If a culture of juggling several jobs just to pay the bills wasn’t enough, if our fair city joining major metropoli on a list of some of the most unaffordable places in the country didn’t send a suitably loud warning, this week brings another sign that many Ashevillians face serious issues on the “making ends meet” front.

An excellent series in the Asheville Citizen-Times is bringing home the sharp point of our area’s multiple demons of low pay, a lack of housing and the increasing decay of the social safety net. At the end of people just not being able to pay their bills, at the end of an appalling lack of affordable housing is homelessness and desperation. And the situation is getting worse.

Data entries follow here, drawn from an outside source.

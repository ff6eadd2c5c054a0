use std::fmt;

/// One of the five frequency channels of a `FeatureModel`.
///
/// The declaration order is the scoring order: `ALL`, the persisted
/// record names and the classifier weights are all indexed by it.
#[derive(Clone, Copy, Debug, PartialEq, Eq, Hash)]
pub enum Feature {
	Words,
	WordLengths,
	Stems,
	SentenceLengths,
	Commas,
}

impl Feature {
	/// All channels, in scoring order.
	pub const ALL: [Feature; 5] = [
		Feature::Words,
		Feature::WordLengths,
		Feature::Stems,
		Feature::SentenceLengths,
		Feature::Commas,
	];

	/// Suffix of the persisted record (`<model>_<record_name>`).
	pub fn record_name(self) -> &'static str {
		match self {
			Feature::Words => "words",
			Feature::WordLengths => "word_lengths",
			Feature::Stems => "stems",
			Feature::SentenceLengths => "sentence_lengths",
			Feature::Commas => "words_before_comma",
		}
	}

	/// Weight of this channel in the classifier's weighted sum.
	pub fn weight(self) -> f64 {
		match self {
			Feature::Words => 10.0,
			Feature::WordLengths => 3.0,
			Feature::Stems => 5.0,
			Feature::SentenceLengths => 7.0,
			Feature::Commas => 2.0,
		}
	}
}

impl fmt::Display for Feature {
	fn fmt(&self, f: &mut fmt::Formatter<'_>) -> fmt::Result {
		let label = match self {
			Feature::Words => "words",
			Feature::WordLengths => "word lengths",
			Feature::Stems => "stems",
			Feature::SentenceLengths => "sentence lengths",
			Feature::Commas => "commas",
		};
		f.write_str(label)
	}
}

#[cfg(test)]
mod tests {
	use super::Feature;

	#[test]
	fn weights_follow_scoring_order() {
		let weights: Vec<f64> = Feature::ALL.iter().map(|f| f.weight()).collect();
		assert_eq!(weights, vec![10.0, 3.0, 5.0, 7.0, 2.0]);
	}

	#[test]
	fn comma_record_keeps_historical_name() {
		assert_eq!(Feature::Commas.record_name(), "words_before_comma");
		assert_eq!(Feature::Commas.to_string(), "commas");
	}
}
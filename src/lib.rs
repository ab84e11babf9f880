//! tlsengine
//!
//! A sans-IO TLS 1.2 and DTLS 1.2 connection engine for constrained targets.
//!
//! The engine owns a fixed arena of connections and is driven from the outside:
//!
//! * [`Engine::tick`] runs every state machine once. Cryptography is never called
//!   directly, every step goes through a polled [`CryptoService`] job.
//! * [`Engine::rx_indication`] hands received wire bytes to a connection.
//! * [`Engine::tx_confirmation`] reports bytes the transport has flushed (stream only).
//! * [`Engine::send`] queues application data for protection and transmission.
//! * [`Engine::poll_output`] drains events and received application data.
//!
//! The ingress entry points are also available on the cloneable [`Ingress`] handle
//! so a receive context can feed data while the main loop owns the [`Engine`].
//!
//! Supported cipher suites are PSK and ECDHE-ECDSA with either AES-128-GCM or a
//! NULL cipher with HMAC integrity. See [`CipherSuite`].
//!
//! A [`SoftwareCryptoService`] backed by RustCrypto is included. It completes jobs
//! after a configurable number of polls to exercise the asynchronous paths.
#![forbid(unsafe_code)]
#![warn(clippy::all)]

#[macro_use]
extern crate log;

mod arena;
mod buffer;
mod config;
mod connection;
mod engine;
mod error;
mod handshake;
mod record;
mod timer;
mod txconfirm;
mod types;
mod window;

pub mod certificate;
pub mod crypto;

pub use config::{Config, ConfigBuilder, KeyResolver};
pub use crypto::{
    CryptoService, JobId, JobKind, JobOutput, JobPoll, JobRequest, KeyRef, SoftwareCryptoService,
    StreamMode,
};
pub use engine::{ConnectionId, Engine, Ingress, Output, Transport};
pub use error::{CryptoError, Error, TransportError};
pub use types::{
    AlertDescription, AlertLevel, CipherSuite, ConnectionState, ContentType, HandshakeType,
    MacAlgorithm, Role, State, TransportKind,
};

It’s an important read, because one of the many problems with over-focusing on the travails of summer millionaires or the latest complaint of wealthy “stakeholders” is that it can take awhile to realize the absolute, brutally obvious.

Low wages will break this city.

Not just create problems for the people going through them — though that’s bad enough — and not just increase homelessness and other social problems. A lack of decent pay will break Asheville as anything resembling a functioning city.

While Asheville has the lowest unemployment rate in the state, much of that growth has come from low-income service jobs that provide a level of income barely sufficient to eat and pay bills, and sometimes not even that. It’s not coincidence that family and youth homelessness have risen sharply as the ripple effect of low wages and unaffordable housing have hit.

This is a major problem, because it’s not business gurus or wealthy retirees purchasing their latest getaway that are the foundation of Asheville’s economy. It’s the rest of us in our thousands going out for a beer, saving up for a computer or having the funds to start something of our own. If we can’t do that, if most of our lives are consumed by a struggle to stay afloat, Asheville’s present — as well as its future — starts to break.

And New Age bromides about making one’s own reality and “quality of life” aside, people desperately wondering if their kids will go hungry don’t have time to think about much else.

It’s a testament to the toughness and ingenuity of our city’s population that some manage to fight their way out anyway, but the odds get steeper by the day.

The thing about steep odds is that they will wear down even the strongest person, over time, because they reduce life to an increasingly loaded series of dice throws. All it takes is luck running out a few times — a broken car, a trip to the emergency room, a burst pipe  — and the ranks of the homeless add one more family, the numbers tick up, and Asheville’s foundation cracks.

So let’s cut the crud, because our culture here has to change. A business, corporate or local, that pays minimum wage isn’t helping the city or anyone in it. Ever. They’re not an asset; they’re a problem to be fought. This is the case no matter how many times “natural” shows up in their marketing or how often their owners have gone abroad to find enlightenment.

It’s useful to realize what the city would look like if every waiter and retail worker didn’t show up tomorrow, and consider that the “value” of their work is a great deal more than the people making their fortunes off it are paying.

And if Asheville wants a future, a raise is the place to start.